//! Integration tests for Garden Planner.
//!
//! Tests drive the full router from `garden_planner_server::build_app` with
//! `tower::ServiceExt::oneshot` against the in-memory document store, so no
//! database or running server is needed.
//!
//! # Running Tests
//!
//! ```bash
//! cargo test -p garden-planner-integration-tests
//! ```

use axum::{
    Router,
    body::Body,
    http::{Method, Request, StatusCode, header},
};
use garden_planner_server::build_app;
use garden_planner_server::config::ServerConfig;
use garden_planner_server::db::Database;
use garden_planner_server::state::AppState;
use secrecy::SecretString;
use serde_json::{Map, Value};
use tower::ServiceExt;

/// A router plus a handle to its store for direct assertions.
pub struct TestApp {
    pub router: Router,
    pub db: Database,
}

impl Default for TestApp {
    fn default() -> Self {
        Self::new()
    }
}

impl TestApp {
    /// Fresh app over an empty in-memory store.
    #[must_use]
    pub fn new() -> Self {
        let db = Database::in_memory();
        let config = ServerConfig::local(SecretString::from("postgres://unused"));
        let router = build_app(AppState::new(config, db.clone()));
        Self { router, db }
    }

    /// Send a request and decode the JSON response (or `Null` for an empty body).
    pub async fn request(
        &self,
        method: Method,
        uri: &str,
        body: Option<Value>,
    ) -> (StatusCode, Value) {
        let mut builder = Request::builder().method(method).uri(uri);
        let body = match body {
            Some(json) => {
                builder = builder.header(header::CONTENT_TYPE, "application/json");
                Body::from(json.to_string())
            }
            None => Body::empty(),
        };
        let request = builder.body(body).expect("Failed to build request");

        let response = self
            .router
            .clone()
            .oneshot(request)
            .await
            .expect("Router is infallible");
        let status = response.status();
        let bytes = axum::body::to_bytes(response.into_body(), usize::MAX)
            .await
            .expect("Failed to read response body");
        let json = if bytes.is_empty() {
            Value::Null
        } else {
            serde_json::from_slice(&bytes).expect("Response is not JSON")
        };
        (status, json)
    }

    pub async fn get(&self, uri: &str) -> (StatusCode, Value) {
        self.request(Method::GET, uri, None).await
    }

    pub async fn post(&self, uri: &str, body: Value) -> (StatusCode, Value) {
        self.request(Method::POST, uri, Some(body)).await
    }

    pub async fn delete(&self, uri: &str) -> (StatusCode, Value) {
        self.request(Method::DELETE, uri, None).await
    }

    /// Sign up a user, asserting success.
    pub async fn signup(&self, email: &str, username: &str, password: &str) {
        let (status, body) = self
            .post(
                "/signup",
                serde_json::json!({
                    "email": email,
                    "username": username,
                    "password": password,
                }),
            )
            .await;
        assert_eq!(status, StatusCode::OK, "signup failed: {body}");
    }

    /// Insert catalog documents directly into a collection.
    pub async fn seed_catalog(&self, collection: &str, documents: Value) {
        let Value::Array(documents) = documents else {
            panic!("seed_catalog expects an array");
        };
        let target = self.db.collection(collection);
        for document in documents {
            let Value::Object(body) = document else {
                panic!("catalog documents must be objects");
            };
            target.insert(body).await.expect("Failed to seed catalog");
        }
    }

    /// Number of documents in a collection.
    pub async fn count(&self, collection: &str) -> usize {
        self.db
            .collection(collection)
            .find(&garden_planner_server::db::Filter::all())
            .await
            .expect("Failed to count documents")
            .len()
    }
}

/// Collect string field `key` from every object in a JSON array.
#[must_use]
pub fn field_values(array: &Value, key: &str) -> Vec<String> {
    array
        .as_array()
        .map(|items| {
            items
                .iter()
                .filter_map(|item| item.get(key).and_then(Value::as_str).map(String::from))
                .collect()
        })
        .unwrap_or_default()
}

/// Drop `_id` and `timestamp` so documents can be compared by content.
#[must_use]
pub fn without_generated(value: &Value) -> Value {
    let mut map: Map<String, Value> = value.as_object().cloned().unwrap_or_default();
    map.remove("_id");
    map.remove("timestamp");
    Value::Object(map)
}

● **Problem description**
Copy every line of the listing that contains the word "email".

● **Task output**
    pub async fn signup(&self, email: &str, username: &str, password: &str) {
                    "email": email,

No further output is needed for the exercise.